Top tips ...
straight from the recruiter’s mouth
We’ve all been there: you spend hours in front of your laptop browsing at jobs and sending through applications and more often than not, you get absolutely no reaction or reply from the other end.
This might sound awful but I’ve actually read somewhere that in today’s market, each job post receives on average 118 applications (which in my experience, it sounds about right!).
So whether you like it or not, nowadays it’s more about getting the right attention rather than having the right skills.
You might have heard the term “ build your personal brand” before - it refers to marketing your profile and skills in the job market and building a brand around yourself - which is exactly what thousands of people who are looking for a job, are doing right now in this vast global market.
But to save you from a moment of panic, there is also an upside to this: the demand is so big that, thankfully, there are tons of ways and tools you can use to help you get noticed!
And to be more specific, here are some tips to get a call from at least one recruiter (me!)
- Resumes that stand out: who said that a CV should just be a word document filled with information about your past jobs?! In fact, there are tons of hiring managers out there who claim that the traditional CV is dead! So how about a video resume? Or a box of donuts sent to the hiring manager with a note “do-nut forget about my application” and your CV pasted on the inside of the box? Trust me, in the recruitment industry, we’ve seen it all! Now, this tip might not be applicable in certain job fields such as banking but if you have a chance to be creative, go for it!
- Templates that are easy on the eye: even if you can’t opt for a video resume, I guarantee that you can find a CV template out there that is different, interesting, well-structured and easy on the eye. This is really about doing the recruiter a favour and allowing their strained eyeballs to take a break from screening resumes all day long.
- Keep it short & to the point: a recent research revealed that the average adult’s attention span is around 8 seconds. So read your own resume after you’re done editing it - does it take you longer than 8 seconds to scan through the entire thing? If the answer is yes, you need to do more editing! The perfect size for a CV is a 2-pager with short description and 2-3 achievements listed in bullet points for each role. Resist the temptation of being too analytical, you are writing a resume and not an autobiography!
- Devil in the details: I can’t stress this enough but it’s really extremely important that you don’t have any spelling mistakes on your resume. It makes the worst possible impression! Additionally, if you are applying for a job within the EU, make sure to avoid including personal information such as marital status, religion, gender etc. - it is frowned upon due to discrimination.
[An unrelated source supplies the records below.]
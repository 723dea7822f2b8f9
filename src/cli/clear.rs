use std::io::Write;

use cartkit::{config::CartConfig, sync::SyncChannel};

use super::CliError;

pub(super) fn run(config: &CartConfig, out: &mut impl Write) -> Result<(), CliError> {
    let mut store = config.open_store(SyncChannel::new());
    let lines = store.line_count();

    store.clear();

    writeln!(out, "Cleared {lines} rows")?;

    Ok(())
}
Your employer should be interested in your skills, experience, match to the company and nothing else. And remember, your CV is screened by people who have been trained to do that job and can spot things like that in a split second so don’t let your application end up in the Rejected pile over the little details!
- Custom-build your cover letter: I can guarantee that nobody will spend time reading a cover letter that was copy-pasted from a template you found online. Hiring teams will be looking for that something special that explains why you’re a good fit for the role, what you find interesting about the company and just a few things about you in a tiny nutshell. This is an amazing opportunity to add a personal flavour to your application and show who you are so use it wisely!
- Networking is key: this is undeniably the era of social media so it makes sense that you build a large part of your personal brand online. Especially important to use LinkedIn for all that it has to offer - you can add more details about your experience, samples of your work, articles, interests, volunteering experience and more. LinkedIn is also a fantastic tool for getting to know people, directly reaching out to the hiring team and finding out about opportunities that aren’t always listed on job posts.
- Always be professional: and speaking about social media and personal profiles, online savoir-faire dictates a professional profile photo, posts that are focused on your job/ industry, commenting on posts in a non-offensive/ positive manner and in general, try to think about your personal brand before posting anything online. Needless to say that you it’s important to sustain a respectful and consistent online activity at all times while applying for a job as your profile views will definitely be increasing at the time.
- Be kind: this should go without saying but unfortunately it doesn’t! Being polite and respectful truly goes a long way - after all, we’re all just trying to do our jobs the best way possible. Even when you are not happy with the way your application has been handled by an employer, make sure that your complaint is made in a professional and inoffensive manner - you never know where you might come across these people again in the future!
So good luck, stay positive, have faith in yourself and stay near your phone because you will sure be getting that call!